> What you are asked to do:
Some lines in the listing hold the word "argv". Return each of them.

> Data supplied:
---*---

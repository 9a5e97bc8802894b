use std::fmt;
use std::io::{self, BufRead, Write};

use quiz_core::SessionEvent;
use quiz_core::model::Phase;
use services::settings::{DEFAULT_SESSION_KEY, AssessmentSettings};
use services::{AssessmentLoopService, AssessmentSession, AssessmentView, Clock, MEMORY_DB, open_storage};

mod input;
mod render;

use input::{Command, parse_command};

#[derive(Debug)]
enum ArgsError {
    MissingValue { flag: &'static str },
    UnknownArg(String),
    InvalidDbUrl { raw: String },
    InvalidSeed { raw: String },
    InvalidSessionKey { raw: String },
}

impl fmt::Display for ArgsError {
    fn fmt(&self, f: &mut fmt::Formatter<'_>) -> fmt::Result {
        match self {
            ArgsError::MissingValue { flag } => write!(f, "{flag} requires a value"),
            ArgsError::UnknownArg(arg) => write!(f, "unknown argument: {arg}"),
            ArgsError::InvalidDbUrl { raw } => write!(f, "invalid --db value: {raw}"),
            ArgsError::InvalidSeed { raw } => write!(f, "invalid --seed value: {raw}"),
            ArgsError::InvalidSessionKey { raw } => {
                write!(f, "invalid --session-key value: {raw:?}")
            }
        }
    }
}

impl std::error::Error for ArgsError {}

fn require_value(
    args: &mut impl Iterator<Item = String>,
    flag: &'static str,
) -> Result<String, ArgsError> {
    args.next().ok_or(ArgsError::MissingValue { flag })
}

fn print_usage() {
    eprintln!("Usage:");
    eprintln!("  finquiz [--db <sqlite_url|memory>] [--session-key <key>] [--seed <u64>]");
    eprintln!();
    eprintln!("Defaults:");
    eprintln!("  --db sqlite:finquiz.sqlite3");
    eprintln!("  --session-key {DEFAULT_SESSION_KEY}");
    eprintln!();
    eprintln!("Environment:");
    eprintln!("  FINQUIZ_DB_URL, FINQUIZ_SESSION_KEY, RUST_LOG");
}

#[derive(Debug)]
struct Args {
    db_url: String,
    session_key: String,
    seed: Option<u64>,
}

impl Args {
    fn parse(args: &mut impl Iterator<Item = String>) -> Result<Self, ArgsError> {
        let mut db_url = std::env::var("FINQUIZ_DB_URL")
            .ok()
            .map_or_else(|| normalize_db_url("sqlite:finquiz.sqlite3".into()), normalize_db_url);
        let mut session_key = std::env::var("FINQUIZ_SESSION_KEY")
            .ok()
            .filter(|key| !key.trim().is_empty())
            .unwrap_or_else(|| DEFAULT_SESSION_KEY.to_owned());
        let mut seed = None;

        while let Some(arg) = args.next() {
            match arg.as_str() {
                "--db" => {
                    let value = require_value(args, "--db")?;
                    if value.trim().is_empty() {
                        return Err(ArgsError::InvalidDbUrl { raw: value });
                    }
                    db_url = normalize_db_url(value);
                }
                "--session-key" => {
                    let value = require_value(args, "--session-key")?;
                    if value.trim().is_empty() {
                        return Err(ArgsError::InvalidSessionKey { raw: value });
                    }
                    session_key = value;
                }
                "--seed" => {
                    let value = require_value(args, "--seed")?;
                    let parsed: u64 = value
                        .parse()
                        .map_err(|_| ArgsError::InvalidSeed { raw: value.clone() })?;
                    seed = Some(parsed);
                }
                "--help" | "-h" => {
                    print_usage();
                    std::process::exit(0);
                }
                _ => return Err(ArgsError::UnknownArg(arg)),
            }
        }

        Ok(Self {
            db_url,
            session_key,
            seed,
        })
    }
}

fn normalize_db_url(raw: String) -> String {
    let trimmed = raw.trim().to_string();
    if trimmed == MEMORY_DB || trimmed == "sqlite::memory:" || trimmed.starts_with("sqlite://") {
        return trimmed;
    }

    let path_str = trimmed
        .strip_prefix("sqlite:")
        .unwrap_or(trimmed.as_str())
        .to_string();
    let path = std::path::Path::new(&path_str);
    let absolute = if path.is_absolute() {
        path.to_path_buf()
    } else {
        std::env::current_dir()
            .unwrap_or_else(|_| std::path::PathBuf::from("."))
            .join(path)
    };
    format!("sqlite://{}", absolute.display())
}

fn prepare_sqlite_file(db_url: &str) -> Result<(), Box<dyn std::error::Error>> {
    if db_url == MEMORY_DB || db_url == "sqlite::memory:" {
        return Ok(());
    }

    let path = db_url
        .strip_prefix("sqlite://")
        .ok_or_else(|| ArgsError::InvalidDbUrl {
            raw: db_url.to_string(),
        })?;
    let path = path.split('?').next().unwrap_or(path);
    if path.is_empty() {
        return Err(ArgsError::InvalidDbUrl {
            raw: db_url.to_string(),
        }
        .into());
    }

    let path = std::path::Path::new(path);
    if let Some(parent) = path.parent() {
        std::fs::create_dir_all(parent)?;
    }

    if !path.exists() {
        std::fs::OpenOptions::new()
            .create(true)
            .write(true)
            .truncate(false)
            .open(path)?;
    }

    Ok(())
}

/// Event for `n`: start from the intro, advance everywhere else.
fn next_event(view: &AssessmentView) -> SessionEvent {
    if view.phase == Phase::Intro {
        SessionEvent::Start
    } else {
        SessionEvent::Advance
    }
}

/// Hand pending results to the store after the results screen is on screen.
async fn finish_submission(service: &AssessmentLoopService, session: &mut AssessmentSession) {
    if let Some(status) = service.complete_submission(session).await {
        println!("{}", status.label());
    }
}

async fn run_loop(
    service: &AssessmentLoopService,
    session: &mut AssessmentSession,
) -> Result<(), Box<dyn std::error::Error>> {
    // Resuming mid-session re-serves the screen as it was.
    let mut view = if session.state().phase() == Phase::Intro {
        service.view(session)
    } else {
        service.dispatch(session, SessionEvent::Start).await?.view
    };
    if session.was_resumed() {
        println!("Welcome back, picking up where you left off.");
    }
    println!("{}", render::render(&view));
    finish_submission(service, session).await;

    let stdin = io::stdin();
    let mut lines = stdin.lock().lines();
    loop {
        print!("> ");
        io::stdout().flush()?;
        let Some(line) = lines.next() else {
            return Ok(());
        };
        let line = line?;

        let event = match parse_command(&line) {
            Ok(Command::Quit) => return Ok(()),
            Ok(Command::Help) => {
                println!("{}", render::help());
                continue;
            }
            Ok(Command::History) => {
                println!("{}", render::render_history(&service.history().await?));
                continue;
            }
            Ok(Command::Reset) => {
                view = service.reset(session).await?.view;
                println!("{}", render::render(&view));
                continue;
            }
            Ok(Command::Choose(choice)) => SessionEvent::Answer { choice },
            Ok(Command::Next) => next_event(&view),
            Ok(Command::Level(level)) => SessionEvent::ChangeSelfLevel(level),
            Err(err) => {
                println!("{err}");
                continue;
            }
        };

        match service.dispatch(session, event).await {
            Ok(outcome) => {
                view = outcome.view;
                println!("{}", render::render(&view));
                finish_submission(service, session).await;
            }
            Err(err) => {
                log::debug!("rejected {event}: {err}");
                println!("{err}");
            }
        }
    }
}

async fn run() -> Result<(), Box<dyn std::error::Error>> {
    let mut argv = std::env::args().skip(1);
    let parsed = Args::parse(&mut argv).map_err(|e| {
        eprintln!("{e}");
        print_usage();
        e
    })?;
    log::debug!("starting with {parsed:?}");

    // Open + migrate storage at startup. Keep this in the binary glue so core/services stay pure.
    prepare_sqlite_file(&parsed.db_url)?;
    let storage = open_storage(&parsed.db_url).await?;

    let settings = AssessmentSettings::default().with_session_key(parsed.session_key);
    let service = AssessmentLoopService::from_storage(Clock::default(), &storage, settings)
        .with_seed(parsed.seed);

    let mut session = service.resume_or_start(&service.settings().session_key).await;
    run_loop(&service, &mut session).await
}

#[tokio::main]
async fn main() {
    pretty_env_logger::init();
    if let Err(err) = run().await {
        // At this layer (binary glue), printing once is fine.
        eprintln!("{err}");
        std::process::exit(2);
    }
}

---*---

> Result:
    let mut argv = std::env::args().skip(1);
    let parsed = Args::parse(&mut argv).map_err(|e| {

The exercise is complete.